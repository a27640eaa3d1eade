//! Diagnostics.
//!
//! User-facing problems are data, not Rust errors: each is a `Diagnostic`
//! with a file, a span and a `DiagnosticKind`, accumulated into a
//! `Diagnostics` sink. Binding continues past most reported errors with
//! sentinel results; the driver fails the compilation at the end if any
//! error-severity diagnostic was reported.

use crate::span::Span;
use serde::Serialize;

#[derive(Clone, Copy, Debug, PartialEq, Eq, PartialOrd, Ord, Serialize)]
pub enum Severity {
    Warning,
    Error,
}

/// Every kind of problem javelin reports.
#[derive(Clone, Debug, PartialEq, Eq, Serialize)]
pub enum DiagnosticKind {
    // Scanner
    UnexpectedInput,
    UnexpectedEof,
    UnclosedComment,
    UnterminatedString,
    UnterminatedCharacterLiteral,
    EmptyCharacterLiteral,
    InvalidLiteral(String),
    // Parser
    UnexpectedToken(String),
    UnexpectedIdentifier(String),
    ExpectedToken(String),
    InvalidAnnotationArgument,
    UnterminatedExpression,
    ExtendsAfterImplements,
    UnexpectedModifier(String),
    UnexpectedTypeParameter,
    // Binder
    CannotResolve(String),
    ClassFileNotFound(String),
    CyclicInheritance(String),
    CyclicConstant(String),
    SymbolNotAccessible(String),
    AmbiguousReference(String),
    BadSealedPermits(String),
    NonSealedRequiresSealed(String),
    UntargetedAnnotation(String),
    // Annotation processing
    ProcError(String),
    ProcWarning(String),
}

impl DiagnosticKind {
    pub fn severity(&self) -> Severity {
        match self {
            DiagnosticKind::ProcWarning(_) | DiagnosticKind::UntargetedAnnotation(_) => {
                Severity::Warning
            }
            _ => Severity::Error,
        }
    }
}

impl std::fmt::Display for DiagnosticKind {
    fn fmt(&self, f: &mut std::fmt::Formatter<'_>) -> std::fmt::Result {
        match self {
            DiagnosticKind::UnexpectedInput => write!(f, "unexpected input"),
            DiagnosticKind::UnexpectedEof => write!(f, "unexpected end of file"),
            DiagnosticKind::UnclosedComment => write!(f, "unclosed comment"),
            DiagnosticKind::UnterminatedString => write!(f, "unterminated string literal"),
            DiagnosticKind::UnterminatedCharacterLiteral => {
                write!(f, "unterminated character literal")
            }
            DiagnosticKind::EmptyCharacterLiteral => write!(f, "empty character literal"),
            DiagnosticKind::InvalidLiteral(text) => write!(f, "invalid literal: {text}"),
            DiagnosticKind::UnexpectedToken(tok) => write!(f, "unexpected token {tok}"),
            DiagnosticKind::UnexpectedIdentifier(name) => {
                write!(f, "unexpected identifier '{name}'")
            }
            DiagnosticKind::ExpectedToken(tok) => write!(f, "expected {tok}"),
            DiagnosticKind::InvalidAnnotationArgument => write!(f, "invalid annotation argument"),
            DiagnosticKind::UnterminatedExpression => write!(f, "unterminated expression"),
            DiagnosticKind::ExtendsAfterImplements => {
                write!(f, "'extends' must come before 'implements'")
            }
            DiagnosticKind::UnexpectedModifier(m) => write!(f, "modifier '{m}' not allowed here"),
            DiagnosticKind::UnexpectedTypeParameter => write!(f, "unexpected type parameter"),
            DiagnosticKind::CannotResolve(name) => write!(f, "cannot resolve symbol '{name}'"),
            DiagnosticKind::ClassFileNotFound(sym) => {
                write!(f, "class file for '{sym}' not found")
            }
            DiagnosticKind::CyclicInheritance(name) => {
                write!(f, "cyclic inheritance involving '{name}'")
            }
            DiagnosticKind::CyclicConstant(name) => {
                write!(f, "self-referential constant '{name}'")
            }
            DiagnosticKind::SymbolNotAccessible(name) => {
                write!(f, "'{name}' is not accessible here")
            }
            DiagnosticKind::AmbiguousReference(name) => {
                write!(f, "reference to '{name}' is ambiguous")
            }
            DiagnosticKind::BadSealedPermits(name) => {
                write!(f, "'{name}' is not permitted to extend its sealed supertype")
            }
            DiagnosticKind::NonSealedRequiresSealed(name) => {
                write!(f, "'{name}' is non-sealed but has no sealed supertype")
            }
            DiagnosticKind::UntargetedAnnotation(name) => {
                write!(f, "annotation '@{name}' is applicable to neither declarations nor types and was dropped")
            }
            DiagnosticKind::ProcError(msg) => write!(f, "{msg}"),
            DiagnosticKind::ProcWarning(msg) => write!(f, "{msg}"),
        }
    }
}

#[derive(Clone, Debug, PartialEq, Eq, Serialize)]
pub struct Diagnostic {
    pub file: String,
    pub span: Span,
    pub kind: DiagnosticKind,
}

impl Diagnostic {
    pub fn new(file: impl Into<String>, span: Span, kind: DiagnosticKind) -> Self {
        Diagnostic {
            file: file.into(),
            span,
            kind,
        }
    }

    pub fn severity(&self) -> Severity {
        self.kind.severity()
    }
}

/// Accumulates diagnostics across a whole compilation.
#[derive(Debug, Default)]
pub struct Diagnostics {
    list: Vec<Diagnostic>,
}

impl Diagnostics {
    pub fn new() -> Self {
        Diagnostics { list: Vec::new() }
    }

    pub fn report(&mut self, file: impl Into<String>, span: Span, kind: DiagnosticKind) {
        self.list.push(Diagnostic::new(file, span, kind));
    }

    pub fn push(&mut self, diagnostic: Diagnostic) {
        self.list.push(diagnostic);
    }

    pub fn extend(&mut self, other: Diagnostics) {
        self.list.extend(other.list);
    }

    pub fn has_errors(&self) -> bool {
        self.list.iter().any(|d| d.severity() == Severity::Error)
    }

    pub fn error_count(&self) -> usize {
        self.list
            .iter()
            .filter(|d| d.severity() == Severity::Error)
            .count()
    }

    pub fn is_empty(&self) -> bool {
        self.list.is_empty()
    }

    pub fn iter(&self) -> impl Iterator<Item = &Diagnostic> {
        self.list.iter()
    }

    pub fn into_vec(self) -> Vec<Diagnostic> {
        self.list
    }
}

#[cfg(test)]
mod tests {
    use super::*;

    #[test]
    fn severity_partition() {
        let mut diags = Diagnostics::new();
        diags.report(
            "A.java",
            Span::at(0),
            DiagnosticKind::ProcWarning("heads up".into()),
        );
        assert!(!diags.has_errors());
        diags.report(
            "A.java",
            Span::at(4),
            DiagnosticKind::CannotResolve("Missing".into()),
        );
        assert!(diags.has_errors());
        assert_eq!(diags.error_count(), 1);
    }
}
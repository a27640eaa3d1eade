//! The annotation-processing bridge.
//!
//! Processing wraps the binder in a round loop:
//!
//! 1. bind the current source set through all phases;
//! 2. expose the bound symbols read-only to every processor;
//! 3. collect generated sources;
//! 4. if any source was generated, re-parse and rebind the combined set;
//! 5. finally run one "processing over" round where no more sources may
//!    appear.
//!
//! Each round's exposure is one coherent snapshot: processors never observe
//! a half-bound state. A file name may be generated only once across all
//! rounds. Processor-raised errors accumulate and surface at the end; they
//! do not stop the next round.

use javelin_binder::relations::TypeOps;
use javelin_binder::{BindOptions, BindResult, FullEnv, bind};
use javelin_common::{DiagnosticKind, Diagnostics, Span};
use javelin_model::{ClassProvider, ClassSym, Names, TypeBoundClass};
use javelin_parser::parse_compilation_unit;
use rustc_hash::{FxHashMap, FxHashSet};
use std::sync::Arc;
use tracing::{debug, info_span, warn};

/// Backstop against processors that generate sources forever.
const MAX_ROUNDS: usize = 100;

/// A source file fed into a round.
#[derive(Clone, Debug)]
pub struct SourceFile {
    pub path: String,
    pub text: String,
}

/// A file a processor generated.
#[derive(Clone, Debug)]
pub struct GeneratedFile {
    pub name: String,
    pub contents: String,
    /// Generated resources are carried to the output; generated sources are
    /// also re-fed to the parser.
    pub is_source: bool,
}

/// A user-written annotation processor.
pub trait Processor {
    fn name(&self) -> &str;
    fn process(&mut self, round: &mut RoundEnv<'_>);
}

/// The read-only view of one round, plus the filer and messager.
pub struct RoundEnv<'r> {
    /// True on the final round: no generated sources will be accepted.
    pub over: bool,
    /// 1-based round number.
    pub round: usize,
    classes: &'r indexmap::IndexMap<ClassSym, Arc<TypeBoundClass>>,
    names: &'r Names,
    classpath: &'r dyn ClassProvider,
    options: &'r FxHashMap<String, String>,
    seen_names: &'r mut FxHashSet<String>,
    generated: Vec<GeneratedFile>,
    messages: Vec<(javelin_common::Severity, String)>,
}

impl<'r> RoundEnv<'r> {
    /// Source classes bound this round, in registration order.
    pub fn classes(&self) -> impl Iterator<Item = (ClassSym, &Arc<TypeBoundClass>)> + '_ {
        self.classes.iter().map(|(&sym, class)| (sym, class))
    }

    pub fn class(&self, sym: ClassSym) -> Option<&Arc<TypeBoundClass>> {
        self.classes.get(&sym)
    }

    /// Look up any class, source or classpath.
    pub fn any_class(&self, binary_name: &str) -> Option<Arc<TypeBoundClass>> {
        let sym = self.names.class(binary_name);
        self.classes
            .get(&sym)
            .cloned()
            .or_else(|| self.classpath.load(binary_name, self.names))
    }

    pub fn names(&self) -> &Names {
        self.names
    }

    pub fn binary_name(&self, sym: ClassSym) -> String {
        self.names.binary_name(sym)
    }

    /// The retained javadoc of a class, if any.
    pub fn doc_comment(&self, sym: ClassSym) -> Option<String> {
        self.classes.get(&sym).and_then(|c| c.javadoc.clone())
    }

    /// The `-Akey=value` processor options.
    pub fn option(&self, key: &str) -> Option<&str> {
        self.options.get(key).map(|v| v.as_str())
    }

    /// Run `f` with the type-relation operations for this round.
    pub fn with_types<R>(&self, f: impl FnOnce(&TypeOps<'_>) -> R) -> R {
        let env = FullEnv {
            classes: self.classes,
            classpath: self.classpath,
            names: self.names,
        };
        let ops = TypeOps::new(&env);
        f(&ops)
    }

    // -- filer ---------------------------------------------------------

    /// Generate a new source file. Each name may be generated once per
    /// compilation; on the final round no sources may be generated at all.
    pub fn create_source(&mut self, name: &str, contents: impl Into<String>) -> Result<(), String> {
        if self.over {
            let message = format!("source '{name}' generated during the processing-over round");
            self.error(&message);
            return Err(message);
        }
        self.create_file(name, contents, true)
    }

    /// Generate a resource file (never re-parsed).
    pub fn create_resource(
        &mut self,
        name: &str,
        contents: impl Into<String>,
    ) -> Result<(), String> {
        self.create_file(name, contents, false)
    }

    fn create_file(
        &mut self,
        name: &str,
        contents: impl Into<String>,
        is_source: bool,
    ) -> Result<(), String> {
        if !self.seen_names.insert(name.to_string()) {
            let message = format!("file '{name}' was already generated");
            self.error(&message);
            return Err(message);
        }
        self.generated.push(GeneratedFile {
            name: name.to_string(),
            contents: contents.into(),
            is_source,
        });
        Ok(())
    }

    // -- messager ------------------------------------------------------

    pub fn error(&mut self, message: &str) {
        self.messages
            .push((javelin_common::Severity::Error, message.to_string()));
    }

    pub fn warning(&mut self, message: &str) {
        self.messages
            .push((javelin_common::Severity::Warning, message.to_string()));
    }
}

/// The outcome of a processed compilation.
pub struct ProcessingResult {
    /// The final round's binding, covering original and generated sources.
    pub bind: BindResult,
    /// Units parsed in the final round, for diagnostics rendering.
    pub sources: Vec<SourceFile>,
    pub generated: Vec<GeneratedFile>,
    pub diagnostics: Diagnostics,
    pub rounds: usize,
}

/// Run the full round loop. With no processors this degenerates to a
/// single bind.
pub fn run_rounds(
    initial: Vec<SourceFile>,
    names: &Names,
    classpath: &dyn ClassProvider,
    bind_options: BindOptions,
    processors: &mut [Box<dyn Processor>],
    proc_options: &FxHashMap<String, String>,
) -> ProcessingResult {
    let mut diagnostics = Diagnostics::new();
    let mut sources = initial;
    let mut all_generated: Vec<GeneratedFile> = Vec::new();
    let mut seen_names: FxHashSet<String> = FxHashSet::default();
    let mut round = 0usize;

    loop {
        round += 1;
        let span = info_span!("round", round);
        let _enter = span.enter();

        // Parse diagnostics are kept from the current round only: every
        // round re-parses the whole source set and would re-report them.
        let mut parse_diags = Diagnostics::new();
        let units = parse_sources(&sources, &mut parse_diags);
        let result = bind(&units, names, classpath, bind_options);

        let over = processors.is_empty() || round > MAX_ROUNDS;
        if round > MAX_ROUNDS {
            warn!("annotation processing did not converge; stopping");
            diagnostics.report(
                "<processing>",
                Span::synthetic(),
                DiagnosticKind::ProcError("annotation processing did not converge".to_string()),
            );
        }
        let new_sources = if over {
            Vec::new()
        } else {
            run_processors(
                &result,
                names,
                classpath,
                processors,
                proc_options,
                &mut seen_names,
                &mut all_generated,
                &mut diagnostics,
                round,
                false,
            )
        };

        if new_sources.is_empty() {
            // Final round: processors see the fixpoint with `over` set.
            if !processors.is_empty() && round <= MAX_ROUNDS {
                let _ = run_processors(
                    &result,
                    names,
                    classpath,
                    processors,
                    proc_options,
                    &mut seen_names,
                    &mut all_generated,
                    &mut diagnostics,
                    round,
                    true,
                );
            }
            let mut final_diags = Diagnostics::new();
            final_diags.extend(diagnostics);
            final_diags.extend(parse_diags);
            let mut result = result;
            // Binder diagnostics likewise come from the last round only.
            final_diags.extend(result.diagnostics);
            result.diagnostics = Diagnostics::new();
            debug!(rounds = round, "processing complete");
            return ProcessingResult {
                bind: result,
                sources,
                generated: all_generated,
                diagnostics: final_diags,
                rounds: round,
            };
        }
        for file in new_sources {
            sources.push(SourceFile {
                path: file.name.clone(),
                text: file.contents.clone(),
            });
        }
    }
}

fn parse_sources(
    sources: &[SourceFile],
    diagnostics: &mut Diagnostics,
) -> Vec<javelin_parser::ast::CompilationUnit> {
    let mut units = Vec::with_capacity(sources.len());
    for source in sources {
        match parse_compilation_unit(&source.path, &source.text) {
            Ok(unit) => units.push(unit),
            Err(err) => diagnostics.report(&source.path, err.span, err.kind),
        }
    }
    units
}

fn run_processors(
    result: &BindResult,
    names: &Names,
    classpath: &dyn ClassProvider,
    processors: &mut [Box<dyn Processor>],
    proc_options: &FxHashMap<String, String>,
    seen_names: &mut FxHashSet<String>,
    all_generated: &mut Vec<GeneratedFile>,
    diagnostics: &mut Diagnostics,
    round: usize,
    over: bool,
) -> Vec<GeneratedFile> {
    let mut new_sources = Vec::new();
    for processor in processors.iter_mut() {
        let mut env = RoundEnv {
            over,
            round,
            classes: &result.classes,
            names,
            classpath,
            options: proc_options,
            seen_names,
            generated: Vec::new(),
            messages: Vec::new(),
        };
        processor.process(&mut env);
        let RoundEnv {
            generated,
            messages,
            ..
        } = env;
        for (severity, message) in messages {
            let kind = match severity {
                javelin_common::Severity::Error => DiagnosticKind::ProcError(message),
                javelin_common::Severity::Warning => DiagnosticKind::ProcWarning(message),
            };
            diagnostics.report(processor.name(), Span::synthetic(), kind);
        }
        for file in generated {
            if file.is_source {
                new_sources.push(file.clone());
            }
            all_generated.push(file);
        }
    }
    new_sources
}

= = = = = = =

■ **Problem requirements**: If a line in the data above holds the string "UnexpectedIdentifier", copy it.

■ **Exercise solution**:
    UnexpectedIdentifier(String),
            DiagnosticKind::UnexpectedIdentifier(name) => {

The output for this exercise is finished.